Task prompt:
Transcribe word for word the lines spanning the line with "pub fn bits(self)" through the end of the records.

Supplied entries:
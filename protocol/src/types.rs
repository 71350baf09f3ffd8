//! Plain value types shared by several packets.

use std::ops::{Add, AddAssign, Mul, Neg, Sub};

#[derive(Debug, Clone, Copy, PartialEq, Default)]
pub struct Vector3 {
    pub x: f32,
    pub y: f32,
    pub z: f32,
}

impl Vector3 {
    pub const ZERO: Vector3 = Vector3::new(0.0, 0.0, 0.0);
    pub const UP: Vector3 = Vector3::new(0.0, 1.0, 0.0);

    pub const fn new(x: f32, y: f32, z: f32) -> Self {
        Self { x, y, z }
    }

    pub fn dot(self, other: Vector3) -> f32 {
        self.x * other.x + self.y * other.y + self.z * other.z
    }

    pub fn cross(self, other: Vector3) -> Vector3 {
        Vector3::new(
            self.y * other.z - self.z * other.y,
            self.z * other.x - self.x * other.z,
            self.x * other.y - self.y * other.x,
        )
    }

    pub fn length_squared(self) -> f32 {
        self.dot(self)
    }

    pub fn length(self) -> f32 {
        self.length_squared().sqrt()
    }

    pub fn distance_squared(self, other: Vector3) -> f32 {
        (self - other).length_squared()
    }

    pub fn distance(self, other: Vector3) -> f32 {
        self.distance_squared(other).sqrt()
    }

    pub fn normalize(self) -> Vector3 {
        let len = self.length();
        if len > f32::EPSILON {
            self * (1.0 / len)
        } else {
            Vector3::ZERO
        }
    }

    pub fn lerp(self, other: Vector3, t: f32) -> Vector3 {
        self + (other - self) * t
    }

    pub fn is_finite(self) -> bool {
        self.x.is_finite() && self.y.is_finite() && self.z.is_finite()
    }

    /// True when every component lies within `[-bound, bound]`.
    pub fn within(self, bound: f32) -> bool {
        self.x.abs() <= bound && self.y.abs() <= bound && self.z.abs() <= bound
    }

    pub fn axis(self, axis: usize) -> f32 {
        match axis {
            0 => self.x,
            1 => self.y,
            _ => self.z,
        }
    }
}

impl Add for Vector3 {
    type Output = Vector3;

    fn add(self, rhs: Vector3) -> Vector3 {
        Vector3::new(self.x + rhs.x, self.y + rhs.y, self.z + rhs.z)
    }
}

impl AddAssign for Vector3 {
    fn add_assign(&mut self, rhs: Vector3) {
        *self = *self + rhs;
    }
}

impl Sub for Vector3 {
    type Output = Vector3;

    fn sub(self, rhs: Vector3) -> Vector3 {
        Vector3::new(self.x - rhs.x, self.y - rhs.y, self.z - rhs.z)
    }
}

impl Mul<f32> for Vector3 {
    type Output = Vector3;

    fn mul(self, rhs: f32) -> Vector3 {
        Vector3::new(self.x * rhs, self.y * rhs, self.z * rhs)
    }
}

impl Neg for Vector3 {
    type Output = Vector3;

    fn neg(self) -> Vector3 {
        Vector3::new(-self.x, -self.y, -self.z)
    }
}

/// Car status bitset carried in every position update.
#[derive(Debug, Clone, Copy, PartialEq, Eq, Default, Hash)]
pub struct CarStatusFlags(pub u32);

impl CarStatusFlags {
    pub const NONE: Self = Self(0);
    pub const LIGHTS_ON: u32 = 0x20;
    pub const HIGH_BEAMS_OFF: u32 = 0x40;
    pub const HORN: u32 = 0x200;
    pub const HAZARDS_ON: u32 = 0x2000;
    pub const INDICATE_LEFT: u32 = 0x4000;
    pub const INDICATE_RIGHT: u32 = 0x8000;

    pub fn contains(self, flag: u32) -> bool {
        self.0 & flag == flag
    }

    pub fn set(&mut self, flag: u32, on: bool) {
        if on {
            self.0 |= flag;
        } else {
            self.0 &= !flag;
        }
    }

    pub fn with(mut self, flag: u32) -> Self {
        self.set(flag, true);
        self
    }
}

/// Capabilities a Custom Shaders Patch client announces during the handshake.
#[derive(Debug, Clone, Copy, PartialEq, Eq, Default, Hash)]
pub struct CspFeatures(u32);

impl CspFeatures {
    pub const SPECTATING_AWARE: u32 = 1 << 0;
    pub const LOWER_CLIENTS_SENDING_RATE: u32 = 1 << 1;
    pub const CLIENT_MESSAGES: u32 = 1 << 2;
    pub const CUSTOM_UPDATE: u32 = 1 << 3;
    pub const WEATHER_FX_V2: u32 = 1 << 4;
    pub const CAR_VISIBILITY: u32 = 1 << 5;

    /// Parses the comma separated feature list. Unknown names are ignored.
    pub fn parse(list: &str) -> Self {
        let bits = list
            .split(',')
            .map(str::trim)
            .filter_map(|name| match name {
                "SPECTATING_AWARE" => Some(Self::SPECTATING_AWARE),
                "LOWER_CLIENTS_SENDING_RATE" => Some(Self::LOWER_CLIENTS_SENDING_RATE),
                "CLIENT_MESSAGES" => Some(Self::CLIENT_MESSAGES),
                "CUSTOM_UPDATE" => Some(Self::CUSTOM_UPDATE),
                "WEATHERFX_V2" => Some(Self::WEATHER_FX_V2),
                "CAR_VISIBILITY" => Some(Self::CAR_VISIBILITY),
                _ => None,
            })
            .fold(0, |acc, bit| acc | bit);
        Self(bits)
    }

    pub fn bits(self) -> u32 {
        self.0
    }

    pub fn contains(self, feature: u32) -> bool {
        self.0 & feature == feature
    }

    pub fn is_csp(self) -> bool {
        self.0 != 0
    }
}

Answer space:
    pub fn bits(self) -> u32 {
        self.0
    }

    pub fn contains(self, feature: u32) -> bool {
        self.0 & feature == feature
    }

    pub fn is_csp(self) -> bool {
        self.0 != 0
    }
}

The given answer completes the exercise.